La alimentación complementaria es la base e inicio para el desarrollo y preparación de la educación alimentaria infantil. No solo influye en su crecimiento, sino también en su desarrollo cognitivo, su relación con la comida y su salud a largo plazo. Lo que un niño aprende a comer hoy, lo mantendrá en su vida adulta.
En la actualidad, el verdadero reto no es solo «alimentar» sino educar nutricionalmente en un entorno donde predominan los productos ultraprocesados, la desinformación y los hábitos acelerados de los padres.

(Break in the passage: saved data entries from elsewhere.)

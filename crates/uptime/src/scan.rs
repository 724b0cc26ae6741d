//! Data model shared by every step of the check cycle.

use chrono::{DateTime, Utc};
use serde::{Deserialize, Serialize};

/// Response time recorded when no transfer time was measured
pub const SENTINEL_RESPONSE_TIME_MS: u64 = 3001;

/// A website to check, owned by the target registry
#[derive(Debug, Clone, PartialEq, Eq, Serialize, Deserialize)]
pub struct MonitoredTarget {
    /// Stable identifier of the target
    pub id: String,

    /// URL probed with a GET request
    pub url: String,

    /// Substring the response body must contain to count as online
    #[serde(default)]
    pub keyword: Option<String>,

    /// Reference to the user notified about transitions
    pub owner: String,
}

impl MonitoredTarget {
    pub fn new(id: impl Into<String>, url: impl Into<String>, owner: impl Into<String>) -> Self {
        Self { id: id.into(), url: url.into(), keyword: None, owner: owner.into() }
    }

    pub fn with_keyword(mut self, keyword: impl Into<String>) -> Self {
        self.keyword = Some(keyword.into());
        self
    }

    /// Configured keyword, treating an empty string as no keyword
    pub fn keyword(&self) -> Option<&str> {
        self.keyword.as_deref().filter(|keyword| !keyword.is_empty())
    }
}

/// What the transport produced for one probe
#[derive(Debug, Clone, PartialEq, Eq)]
pub enum RawResult {
    /// Any HTTP response, whatever its status code
    Response {
        status_code: u16,
        reason_phrase: String,
        /// Raw body bytes, undecoded
        body: Vec<u8>,
        transfer_time_ms: Option<u64>,
    },
    /// DNS, connect, TLS or timeout failure
    TransportError { message: String, transfer_time_ms: Option<u64> },
}

impl RawResult {
    /// Transfer time captured by the probe, if any
    pub fn transfer_time_ms(&self) -> Option<u64> {
        match self {
            RawResult::Response { transfer_time_ms, .. }
            | RawResult::TransportError { transfer_time_ms, .. } => *transfer_time_ms,
        }
    }
}

/// One immutable record of a single check
#[derive(Debug, Clone, PartialEq, Eq, Serialize, Deserialize)]
pub struct ScanResult {
    /// Reason phrase with code, keyword message or transport error text
    pub response_status: String,

    /// Transfer time, or [`SENTINEL_RESPONSE_TIME_MS`]
    pub response_time_ms: u64,

    pub was_online: bool,

    pub created_at: DateTime<Utc>,

    /// Per-target append order assigned by the scan store; 0 until persisted
    #[serde(default)]
    pub sequence: u64,
}

impl ScanResult {
    pub fn is_persisted(&self) -> bool {
        self.sequence > 0
    }
}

Un plato lleno no significa nutrir
Alimentar bien a un niño no significa que coma grandes cantidades, sino que reciba los nutrientes necesarios para su etapa de vida. Durante la infancia, el crecimiento es acelerado y las necesidades nutricionales son elevadas, pero el apetito puede variar, lo cual es completamente normal.
Por eso, una alimentación saludable debe ser:
- Variada
- Equilibrada
- Adaptada a la edad
- Suficiente
Además, es importante entender que los niños están aprendiendo a comer: están reconociendo el hambre, saciedad, gustos y la aceptación a nuevos alimentos o preparaciones.
La familia es donde inicia la educación alimentaria de los niños
La educación alimentaria no se enseña con palabras, sino con actos y ejemplos. La familia es el entorno más influyente en la alimentación infantil.
Comer en familia, mantener horarios regulares de alimentación y ofrecer alimentos sin presión son prácticas que favorecen una relación saludable con la comida. Por el contrario, la falta de estructura, el uso excesivo de pantallas o la presión para comer pueden generar rechazos o conductas alimentarias inadecuadas.